I was thinking of using BioGroom which has been recommended by several doggy slaves I know. What shampoo / grooming products do you use and how do you combat tearstains? I've been wiping her face twice daily and she has not had any new stains. But the old stains are pretty difficult to remove.


----------



## kit001 (Jul 6, 2003)

Petsilk, at the moment can only be bought on line. Plenty of distributors though if you go to their, (Petsilk's) websight, they have a listing there of them. Tearstains, the only thing I have tried that works is the tearstain kit put out by Pet SIlk, but Luvmypup, knows a recipes that she says works. Maybe she can repost it for you?


----------



## alyn (Oct 27, 2003)

Darn... I was hoping that one of the petstores here would stock PetSilk. Shipping to Malaysia costs a bomb! Guess I'll have to look for alternatives. Another method is bleaching with MOM and hydrogen peroxide or something but how safe is it for puppies?


----------



## Luvmypupster (Jul 12, 2003)

Can you get Mane'n Tail? I like Petsilk but Mane' n Tale is ok and I also like Citre Shine wich is sold for people. I know you are not suppose to use people shampoo but even some dog breeders do it. Just don't use it all the time. MOM is probably safer than some of the tear stain formuals out there. MOM will not hurt them if they lick a tiny bit, cornstarch is of course not going to cause problems and peroxide can even be used to rinse your mouth out, and it's used in dogs to induce vomiting. So it won't kill them. The best way to apply MOM is to get a tiny, flat artist brush and just paint it on. You are less likely to get it in their eyes with a paint brush.


----------



## Colette'sMom (Aug 21, 2003)

I've been hearing so much about Petsilk. Is it really worth it? I'd like your unbiased opinions. Right now I'm using Bio-Groom Fluffy Puppy shampoo and Bio-Groom silk conditioning creme rinse. They seem fine, but I'm not into "WOW!

Gail


----------



## kit001 (Jul 6, 2003)

I think it is, I guess I am into "WOW" LOL I love their stuff and don't use anything else.


----------



## alyn (Oct 27, 2003)

Gail, I think Collette is pretty wow









I just purchased Four Paws Crystal Eyes and will try it out on Susie later. I had trimmed some of the wayward hairs. I also used an eyelash comb to tease the hairs around her eyes to make them easy for cleaning. That was the smallest comb I could find.

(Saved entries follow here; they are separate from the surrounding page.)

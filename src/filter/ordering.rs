use std::cmp::Ordering;

use sqlx::{Postgres, QueryBuilder};

use super::{FilterSet, Fields};

#[derive(Debug, Clone, Copy)]
pub struct OrderField {
    pub name: &'static str,
    pub column: &'static str,
}

#[derive(Debug, Clone, Copy, PartialEq, Eq)]
pub struct OrderTerm {
    pub field: &'static str,
    pub column: &'static str,
    pub descending: bool,
}

/// Requested sort order, restricted to a resource's allow-list.
///
/// The identifier is always appended as an ascending tiebreaker so paging
/// is stable across requests.
#[derive(Debug, Clone, PartialEq, Eq)]
pub struct OrderBy {
    terms: Vec<OrderTerm>,
    tiebreak: OrderTerm,
}

impl OrderBy {
    /// Parses `ordering=name,-created`. Unknown terms are dropped; if none
    /// survive, the set's default ordering applies.
    pub fn parse(set: &FilterSet, raw: Option<&str>) -> Self {
        let mut terms: Vec<OrderTerm> = raw
            .unwrap_or_default()
            .split(',')
            .filter_map(|term| set.order_term(term.trim()))
            .collect();

        if terms.is_empty() {
            terms.extend(set.order_term(set.default_ordering));
        }

        Self {
            terms,
            tiebreak: OrderTerm {
                field: "id",
                column: set.id_column,
                descending: false,
            },
        }
    }

    pub fn terms(&self) -> &[OrderTerm] {
        &self.terms
    }

    /// Appends ` ORDER BY ...`. Postgres sorts NULLs last ascending and
    /// first descending, which [`OrderBy::compare`] mirrors.
    pub fn push_sql(&self, qb: &mut QueryBuilder<'_, Postgres>) {
        qb.push(" ORDER BY ");
        let mut separated = qb.separated(", ");
        for term in self.terms.iter().chain(std::iter::once(&self.tiebreak)) {
            separated.push(format!(
                "{} {}",
                term.column,
                if term.descending { "DESC" } else { "ASC" }
            ));
        }
    }

    pub fn compare<T: Fields + ?Sized>(&self, a: &T, b: &T) -> Ordering {
        self.terms
            .iter()
            .chain(std::iter::once(&self.tiebreak))
            .map(|term| {
                let ord = match (a.field(term.field), b.field(term.field)) {
                    (Some(x), Some(y)) => x.compare(&y).unwrap_or(Ordering::Equal),
                    (None, None) => Ordering::Equal,
                    (None, Some(_)) => Ordering::Greater,
                    (Some(_), None) => Ordering::Less,
                };
                if term.descending {
                    ord.reverse()
                } else {
                    ord
                }
            })
            .find(|ord| *ord != Ordering::Equal)
            .unwrap_or(Ordering::Equal)
    }
}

I don't think we have Mane n' Tail here and I've been hearing a lot of good things when used on 'human' hair. We do have Citre Shine but I'm afraid that it may be too harsh? And I don't quite like the lemony scent in all their products *yuck*


----------



## Colette'sMom (Aug 21, 2003)

Hi Alyn,
Thank you. Susie is about the cutest thing on 4 legs! She is an absolute doll!!

Gail


----------



## Luvmypupster (Jul 12, 2003)

I *LOVE *Petslik on my maltese but it's just ok on my yorkie. They have different hair types. I like Citre Shine on my yorkie the best , I also like it best for my hair. Yorkies have an oilier hair and they have that doggy odor and the Citre Shine cleans , and cuts the oil and odor better than anything I have tried. Speaking of our choices in dog shampoo, I knew someone that worked in a grooming salon and they use Palmolive dish liquid to shampoo the dogs. Said it cleaned better than anything. I know they all don't do this but it makes me wonder how many do use something cheap. I also work with a lady whom rescued a greyhound and that's what the rescue told them to use and that it helps with fleas. I was watching something on tv about oil spills and how they go in and rescue and clean up the birds, they bathe them in dawn. The scientist said it was gentle and cleans the oil off the birds with no harmful affects. Who knows......


----------



## kit001 (Jul 6, 2003)

I was thinking about the very same thing. Wondered if you could use Dawn on the dogs or if it would cause dry skin or something on them. A greyhound has a coat totally different from a Maltese just as your Yorkie does, so I havent' gotten the nerve up to even try it. Anyone out there who has?


----------



## Guest (Nov 11, 2003)

Now that you mention it, I do remember hearing about Dawn and the birds covered from the oil spill. I would think it would be drying and that was an extreme situation. I have cockatoo shampoo for my cockatooes, but it just make one wonder if everyone who manufactures these specialty products aren't just out to make a buck....









Gail


----------



## Colette'sMom (Aug 21, 2003)

I am too registered! Now I know that when at work, I must login. :lol:


----------



## Luvmypupster (Jul 12, 2003)

Another thing about greyhounds is that they too have no doggy odor. Malts and greyhounds are the only two dog breeds I know of without the doggy odor. As far as using dish liquid, I guess if you were in a bind and out of shampoo it would do the trick.


----------



## Luvmypupster (Jul 12, 2003)

> _Originally posted by Guest_@Nov 11 2003, 05:54 PM
> *Now that you mention it, I do remember hearing about Dawn and the birds covered from the oil spill. I would think it would be drying and that was an extreme situation. I have cockatoo shampoo for my cockatooes, but it just make one wonder if everyone who manufactures these specialty products aren't just out to make a buck....
> 
> 
> ...


 As long as we keep buying................
I still think Petsilk is the best for Maltese, but I haven't tried coat handler or Bio Groom


----------



## alyn (Oct 27, 2003)

Thanks, Gail! Hubby and I do think she's the cutest







I used to have hamsters and guinea pigs and hubby says Susie is the most adorable thing to grace our home.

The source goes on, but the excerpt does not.